Another person we should be encouraging is ourselves. It takes years for new teachers to be proud of themselves regularly. Even experienced teachers that do amazing things for their students everyday don't often share their accomplishments with others. My friends and family have learned not to ask "How is work going?" or be faced with a long tangent into pedagogy: "Well, the no homework experiment is going well but I didn't set up the last unit well and they fell behind in problem solving..." While we may share our students' progress or even their successes, we don't often share our role in their accomplishments. We self-deprecate our good work by mentioning the few mistakes that we make. We focus on the one lesson this week that flopped instead of the four that went well.

Sure, some students can learn without us. And some try not to learn just to spite us.

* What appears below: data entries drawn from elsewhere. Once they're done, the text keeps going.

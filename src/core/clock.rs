use chrono::{DateTime, Duration, Utc};

use crate::core::history::PersistentState;

/// Local clock shifted by the offset measured against the server.
#[derive(Debug, Clone, Copy, PartialEq, Eq, Default)]
pub struct ServerClock {
    offset_ms: i64,
}

impl ServerClock {
    pub fn new(state: PersistentState) -> Self {
        Self {
            offset_ms: state.server_time_offset_ms,
        }
    }

    pub fn offset_ms(&self) -> i64 {
        self.offset_ms
    }

    pub fn now(&self) -> DateTime<Utc> {
        self.at(Utc::now())
    }

    pub fn at(&self, local: DateTime<Utc>) -> DateTime<Utc> {
        local + Duration::milliseconds(self.offset_ms)
    }

    /// Offset implied by a `Date` response header received at `local`.
    pub fn offset_from_date_header(date: &str, local: DateTime<Utc>) -> Option<i64> {
        match DateTime::parse_from_rfc2822(date) {
            Ok(server) => Some((server.with_timezone(&Utc) - local).num_milliseconds()),
            Err(err) => {
                log::warn!("unparsable Date header {date:?}: {err}");
                None
            }
        }
    }
}

#[cfg(test)]
mod tests {
    use super::*;
    use chrono::TimeZone;

    #[test]
    fn offset_from_header() {
        let local = Utc.with_ymd_and_hms(2024, 3, 1, 12, 0, 0).unwrap();
        let offset = ServerClock::offset_from_date_header("Fri, 01 Mar 2024 12:00:05 GMT", local);
        assert_eq!(offset, Some(5000));
        assert_eq!(ServerClock::offset_from_date_header("yesterday", local), None);
    }

    #[test]
    fn shifts_local_time() {
        let clock = ServerClock::new(PersistentState {
            server_time_offset_ms: -1500,
        });
        let local = Utc.with_ymd_and_hms(2024, 3, 1, 12, 0, 0).unwrap();
        assert_eq!(clock.at(local), local - Duration::milliseconds(1500));
    }
}
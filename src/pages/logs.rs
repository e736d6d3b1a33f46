use strum::IntoEnumIterator;

use crate::core::{Kit, TabMenuBuilder};
use crate::protocol::{api::url_logs, Location, LogStreamKind};

/// One tab per server log. The job server log is shown when the location
/// does not pick one.
pub fn view_logs(kit: &mut Kit) {
    let view = kit.open_view("Logs", Location::new(url_logs()));
    kit.heading(view, "Logs");

    let mut tabs = TabMenuBuilder::new();
    let mut default_tab = 0;
    for (index, kind) in LogStreamKind::iter().enumerate() {
        if kind == LogStreamKind::Jobs {
            default_tab = index;
        }
        tabs = tabs.add_tab(kind.tab_name(), move |kit, content| {
            kit.add_log_stream(content, kind);
        });
    }
    tabs.default_tab(default_tab).build_and_append_to(kit, view);
}
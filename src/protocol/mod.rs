//! Wire-level formats shared by the core and the pages: addressable
//! locations, JSON API types, the log line protocol and CSRF cookies.

pub mod api;
pub mod csrf;
pub mod location;
pub mod logs;

pub use location::Location;
pub use logs::{LogChunk, LogStreamKind};
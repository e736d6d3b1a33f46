//! JSON API wire types and endpoint catalogue.

use serde::{Deserialize, Serialize};
use std::collections::BTreeMap;

/// One page of a paginated list endpoint.
#[derive(Debug, Clone, PartialEq, Serialize, Deserialize)]
pub struct ListPage<T> {
    pub list: Vec<T>,
    pub may_be_more: bool,
}

#[derive(Debug, Clone, PartialEq, Eq, Serialize, Deserialize)]
pub struct UserRef {
    pub id: u64,
    #[serde(default)]
    pub username: Option<String>,
    #[serde(default)]
    pub first_name: Option<String>,
    #[serde(default)]
    pub last_name: Option<String>,
}

#[derive(Debug, Clone, PartialEq, Eq, Serialize, Deserialize)]
pub struct NamedRef {
    pub id: u64,
    #[serde(default)]
    pub name: String,
}

#[derive(Debug, Clone, PartialEq, Eq, Serialize, Deserialize)]
pub struct Problem {
    pub id: u64,
    #[serde(default)]
    pub visibility: String,
    #[serde(default)]
    pub label: String,
    #[serde(default)]
    pub name: String,
    #[serde(default)]
    pub owner: Option<UserRef>,
    #[serde(default)]
    pub updated_at: Option<String>,
}

#[derive(Debug, Clone, PartialEq, Eq, Serialize, Deserialize)]
pub struct User {
    pub id: u64,
    #[serde(default)]
    pub username: String,
    #[serde(default)]
    pub first_name: String,
    #[serde(default)]
    pub last_name: String,
    #[serde(default)]
    pub email: String,
    #[serde(rename = "type", default)]
    pub user_type: String,
}

#[derive(Debug, Clone, PartialEq, Serialize, Deserialize)]
pub struct Submission {
    pub id: u64,
    #[serde(default)]
    pub language: String,
    #[serde(default)]
    pub user: Option<UserRef>,
    #[serde(default)]
    pub created_at: String,
    #[serde(default)]
    pub problem: Option<NamedRef>,
    #[serde(default)]
    pub full_status: Option<String>,
    #[serde(default)]
    pub initial_status: Option<String>,
    #[serde(default)]
    pub score: Option<i64>,
    #[serde(rename = "type", default)]
    pub submission_type: String,
}

#[derive(Debug, Clone, PartialEq, Eq, Serialize, Deserialize)]
pub struct Job {
    pub id: u64,
    #[serde(rename = "type", default)]
    pub job_type: String,
    #[serde(default)]
    pub priority: i64,
    #[serde(default)]
    pub created_at: String,
    #[serde(default)]
    pub status: String,
    #[serde(default)]
    pub creator: Option<UserRef>,
}

/// Capability flags are opaque to the client: a missing flag means "allowed",
/// the server enforces the real rules.
#[derive(Debug, Clone, PartialEq, Eq, Default, Serialize, Deserialize)]
#[serde(transparent)]
pub struct QueryFlags(pub BTreeMap<String, bool>);

impl QueryFlags {
    pub fn allows(&self, flag: &str) -> bool {
        self.0.get(flag).copied().unwrap_or(true)
    }

    pub fn allows_any(&self, flags: &[&str]) -> bool {
        flags.iter().any(|flag| self.allows(flag))
    }
}

#[derive(Debug, Clone, PartialEq, Eq, Serialize, Deserialize)]
pub struct ResourceCapabilities {
    #[serde(default = "default_true")]
    pub ui_view: bool,
    #[serde(default)]
    pub list_all: QueryFlags,
    #[serde(default)]
    pub list_my: QueryFlags,
}

impl Default for ResourceCapabilities {
    fn default() -> Self {
        Self {
            ui_view: true,
            list_all: QueryFlags::default(),
            list_my: QueryFlags::default(),
        }
    }
}

fn default_true() -> bool {
    true
}

#[derive(Debug, Clone, PartialEq, Eq, Default, Serialize, Deserialize)]
#[serde(default)]
pub struct Capabilities {
    pub problems: ResourceCapabilities,
    pub users: ResourceCapabilities,
    pub submissions: ResourceCapabilities,
    pub jobs: ResourceCapabilities,
    pub logs: ResourceCapabilities,
}

pub fn url_api_problems() -> String {
    "/api/problems".to_string()
}

pub fn url_api_problems_with_visibility(visibility: &str) -> String {
    format!("/api/problems/visibility=/{visibility}")
}

pub fn url_api_user_problems(user_id: u64) -> String {
    format!("/api/user/{user_id}/problems")
}

pub fn url_api_user_problems_with_visibility(user_id: u64, visibility: &str) -> String {
    format!("/api/user/{user_id}/problems/visibility=/{visibility}")
}

pub fn url_api_problem(problem_id: u64) -> String {
    format!("/api/problem/{problem_id}")
}

pub fn url_api_users() -> String {
    "/api/users".to_string()
}

pub fn url_api_users_with_type(user_type: &str) -> String {
    format!("/api/users/type=/{user_type}")
}

pub fn url_api_user(user_id: u64) -> String {
    format!("/api/user/{user_id}")
}

pub fn url_api_submissions() -> String {
    "/api/submissions".to_string()
}

pub fn url_api_submissions_with_type(submission_type: &str) -> String {
    format!("/api/submissions/type=/{submission_type}")
}

pub fn url_api_user_submissions(user_id: u64) -> String {
    format!("/api/submissions/user=/{user_id}")
}

pub fn url_api_user_submissions_with_type(user_id: u64, submission_type: &str) -> String {
    format!("/api/submissions/user=/{user_id}/type=/{submission_type}")
}

pub fn url_api_submission(submission_id: u64) -> String {
    format!("/api/submission/{submission_id}")
}

pub fn url_api_jobs() -> String {
    "/api/jobs".to_string()
}

pub fn url_api_jobs_with_status(status: &str) -> String {
    format!("/api/jobs/status=/{status}")
}

pub fn url_api_user_jobs(user_id: u64) -> String {
    format!("/api/jobs/user=/{user_id}")
}

pub fn url_api_user_jobs_with_status(user_id: u64, status: &str) -> String {
    format!("/api/jobs/user=/{user_id}/status=/{status}")
}

pub fn url_api_job(job_id: u64) -> String {
    format!("/api/job/{job_id}")
}

pub fn url_api_logs(stream: &str, offset: Option<u64>) -> String {
    match offset {
        Some(offset) => format!("/api/logs/{stream}?{offset}"),
        None => format!("/api/logs/{stream}"),
    }
}

pub fn url_main_page() -> String {
    "/".to_string()
}

pub fn url_problems() -> String {
    "/problems".to_string()
}

pub fn url_problem(problem_id: u64) -> String {
    format!("/p/{problem_id}")
}

pub fn url_users() -> String {
    "/users".to_string()
}

pub fn url_user(user_id: u64) -> String {
    format!("/u/{user_id}")
}

pub fn url_submissions() -> String {
    "/submissions".to_string()
}

pub fn url_submission(submission_id: u64) -> String {
    format!("/s/{submission_id}")
}

pub fn url_jobs() -> String {
    "/jobs".to_string()
}

pub fn url_job(job_id: u64) -> String {
    format!("/jobs/{job_id}")
}

pub fn url_logs() -> String {
    "/logs".to_string()
}

/// `problem_final` -> `Problem final`
pub fn snake_case_to_user_string(value: &str) -> String {
    let mut out = value.replace('_', " ");
    if let Some(first) = out.get(0..1) {
        let upper = first.to_uppercase();
        out.replace_range(0..1, &upper);
    }
    out
}

#[cfg(test)]
mod tests {
    use super::*;

    #[test]
    fn list_page_parses_with_partial_items() {
        let page: ListPage<Problem> =
            serde_json::from_str(r#"{"list":[{"id":5},{"id":3,"name":"Sum"}],"may_be_more":true}"#)
                .unwrap();
        assert_eq!(page.list.len(), 2);
        assert_eq!(page.list[1].name, "Sum");
        assert!(page.may_be_more);
    }

    #[test]
    fn missing_capability_flags_are_permissive() {
        let caps: Capabilities = serde_json::from_str(
            r#"{"users":{"ui_view":false,"list_all":{"query_with_type_admin":false}}}"#,
        )
        .unwrap();
        assert!(!caps.users.ui_view);
        assert!(!caps.users.list_all.allows("query_with_type_admin"));
        assert!(caps.users.list_all.allows("query_all"));
        assert!(caps.problems.ui_view);
    }

    #[test]
    fn snake_case_is_humanized() {
        assert_eq!(snake_case_to_user_string("problem_final"), "Problem final");
        assert_eq!(snake_case_to_user_string(""), "");
    }
}
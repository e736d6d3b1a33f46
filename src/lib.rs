//! simkit — terminal client for a contest-judging server
//!
//! The crate is split the way the client is layered: `protocol` holds the
//! wire formats, `core` the UI-independent runtime (document tree,
//! navigation history, incremental listers, log tails and request status),
//! `pages` builds the screens on top of it and `tui` draws them with
//! ratatui. The binary glue lives in the hidden `boot` and `cli` modules.

#[doc(hidden)]
pub mod boot;
#[doc(hidden)]
pub mod cli;
pub mod core;
pub mod pages;
pub mod protocol;
#[doc(hidden)]
pub mod tui;

pub use crate::core::{Kit, KitConfig, Session};
pub use crate::protocol::Location;
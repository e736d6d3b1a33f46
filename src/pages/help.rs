use crate::core::Kit;

pub const KEY_BINDINGS: &[(&str, &str)] = &[
    ("Up / Down", "select a row, scroll"),
    ("PgUp / PgDn", "scroll a page"),
    ("Enter", "open the selected row"),
    ("Tab", "focus the next tab menu"),
    ("Left / Right", "switch tab in the focused menu"),
    ("Backspace, Alt+Left", "back"),
    ("Alt+Right", "forward"),
    ("Esc", "close the top modal or floating view"),
    ("r", "retry a failed request"),
    ("a", "abort a slow request"),
    ("f", "toggle log auto-refresh"),
    ("Ctrl+R", "reload"),
    ("?", "this help"),
    ("q", "quit"),
];

/// Plain modal listing the keys. It has no history entry, so Esc drops it
/// without moving back.
pub fn show_help(kit: &mut Kit) {
    let Some(modal) = kit.open_modal("Help") else {
        return;
    };
    kit.heading(modal, "Keys");
    let width = KEY_BINDINGS.iter().map(|(keys, _)| keys.len()).max().unwrap_or(0);
    let text = KEY_BINDINGS
        .iter()
        .map(|(keys, action)| format!("{keys:<width$}  {action}"))
        .collect::<Vec<_>>()
        .join("\n");
    kit.paragraph(modal, text);
}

But for most of our students each year, we do make a difference. That is something not only be proud of but to share with others.

I wouldn't share your assessment averages every time, but we all have those "proud teacher" moments when you're reminded "This, this right here is why I teach." Those are the moments to share.

I like this Edutopia post "Why Educators Need To Promote Themselves" by Annie O'Brian that outlines the problem as discussed in">Peggy Klaus' book, "Brag! The Art of Tooting Your Own Horn Without Blowing It." There are also psychology takes on when and when not to brag and  general lists of how to brag without sounding like a jerk if you want to work on the skill. While excessive bragging is seen as conceited, selfish, annoying, [insert bad quality here], etc. sharing your successes honestly is beneficial.

And if you not for you, do it for your country. That may sound grandiose but in a changing political climate believed by many to be anti-science and anti-public education hearing about the good that comes out of our classrooms is very important. Somehow, teachers are seen both as selfless civil servants and corrupt union opportunists at the same time. Sharing the successes for you and your students publicly can help remind everyone that you do good work.

While they are few and far between for our profession, there are awards for teachers. Thinking beyond your district's Teacher Of The Year or your universities Faculty Of The Year awards, look to local or national teaching groups. The American Association of Physics Teachers (AAPT) has a whole list of awards and honors that can be bestowed on its members. So does the National Science Teachers Association (NSTA), the California Association of Science Teachers (CSTA) and the American Physical Society (APS). Want to go bigger? Dean Baird was awarded a Presidential Award for Excellence in Mathematics and Science teaching in 2012; read about his journey here. Our own Northern California/ Nevada section of AAPT (NCNAAPT) will be presenting the first teaching award in our section this spring. Nominate yourself or a colleague here.

Somewhere in all that alphabet soup there is an award for you! If you're still feeling shy about self-promotion, perhaps begin by nominating a colleague. As teachers we should be encouraging the good works of other teachers as much as our own.

You may not be comfortable shouting it from the heavens [yet] but start making it a habit to share just what a good teacher you are!